##### Exercise input

use super::get::find_recipe;
use crate::api::{ApiError, ErrorResponse};
use crate::auth::AuthUser;
use crate::db::DbPool;
use crate::photos::delete_photo;
use crate::schema::recipes;
use axum::{
    extract::{Path, State},
    http::StatusCode,
};
use diesel::prelude::*;
use std::sync::Arc;
use uuid::Uuid;

#[utoipa::path(
    delete,
    path = "/api/recipes/{id}",
    tag = "recipes",
    params(
        ("id" = Uuid, Path, description = "Recipe ID")
    ),
    responses(
        (status = 204, description = "Recipe deleted"),
        (status = 401, description = "Unauthorized", body = ErrorResponse),
        (status = 403, description = "Not the author", body = ErrorResponse),
        (status = 404, description = "Recipe not found", body = ErrorResponse)
    ),
    security(("token_auth" = []))
)]
pub async fn delete_recipe(
    AuthUser(user): AuthUser,
    State(pool): State<Arc<DbPool>>,
    Path(id): Path<Uuid>,
) -> Result<StatusCode, ApiError> {
    let mut conn = pool.get()?;

    let recipe = find_recipe(&mut conn, id)?;
    if recipe.author_id != user.id {
        return Err(ApiError::Forbidden(
            "Only the author can delete this recipe".to_string(),
        ));
    }

    // Join rows cascade with the recipe. The photo is referenced by the
    // recipe, so it goes second.
    conn.transaction::<_, ApiError, _>(|conn| {
        diesel::delete(recipes::table.find(id)).execute(conn)?;
        delete_photo(conn, recipe.image_id)?;
        Ok(())
    })?;

    tracing::info!(recipe_id = %id, author_id = %user.id, "recipe deleted");

    Ok(StatusCode::NO_CONTENT)
}
#[tokio::test]
async fn test_unknown_ingredient_rolls_back() {
    let Some(app) = TestApp::new() else { return };
    let (user_id, token) = app.signup().await;
    let (tag, _) = app.seed_tag();

    let (status, _) = app
        .json(
            Method::POST,
            "/api/recipes",
            Some(&token),
            Some(json!({
                "name": "Ghost stew",
                "text": "Uses an ingredient that does not exist.",
                "cooking_time": 10,
                "image": PNG_DATA_URI,
                "ingredients": [{"id": Uuid::new_v4(), "amount": 1}],
                "tags": [tag],
            })),
        )
        .await;
    assert_eq!(status, StatusCode::NOT_FOUND);

    let user_id: Uuid = user_id.parse().unwrap();
    let mut conn = app.pool.get().unwrap();
    let count: i64 = recipes::table
        .filter(recipes::author_id.eq(user_id))
        .count()
        .get_result(&mut conn)
        .unwrap();
    assert_eq!(count, 0);
}

#[tokio::test]
async fn test_delete_recipe_cascades() {
    let Some(app) = TestApp::new() else { return };
    let (_, token) = app.signup().await;
    let (_, other_token) = app.signup().await;
    let flour = app.seed_ingredient(&unique("flour"), "g");
    let (tag, _) = app.seed_tag();

    let recipe = app
        .create_recipe(&token, json!([{"id": flour, "amount": 100}]), json!([tag]))
        .await;
    let recipe_id = recipe["id"].as_str().unwrap();

    let (status, _) = app
        .json(
            Method::POST,
            &format!("/api/recipes/{}/favorite", recipe_id),
            Some(&other_token),
            None,
        )
        .await;
    assert_eq!(status, StatusCode::CREATED);

    let uri = format!("/api/recipes/{}", recipe_id);
    let (status, _) = app.json(Method::DELETE, &uri, Some(&other_token), None).await;
    assert_eq!(status, StatusCode::FORBIDDEN);

    let (status, _) = app.json(Method::DELETE, &uri, Some(&token), None).await;
    assert_eq!(status, StatusCode::NO_CONTENT);

    let (status, _) = app.json(Method::GET, &uri, None, None).await;
    assert_eq!(status, StatusCode::NOT_FOUND);

    let (status, _, _) = app
        .send(Method::GET, recipe["image"].as_str().unwrap(), None, None)
        .await;
    assert_eq!(status, StatusCode::NOT_FOUND);

    let recipe_uuid: Uuid = recipe_id.parse().unwrap();
    let mut conn = app.pool.get().unwrap();
    let favorites_left: i64 = favorites::table
        .filter(favorites::recipe_id.eq(recipe_uuid))
        .count()
        .get_result(&mut conn)
        .unwrap();
    assert_eq!(favorites_left, 0);
}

##########

Wherever the string "amount" appears in a line of the records, copy that line.

                "ingredients": [{"id": Uuid::new_v4(), "amount": 1}],
        .create_recipe(&token, json!([{"id": flour, "amount": 100}]), json!([tag]))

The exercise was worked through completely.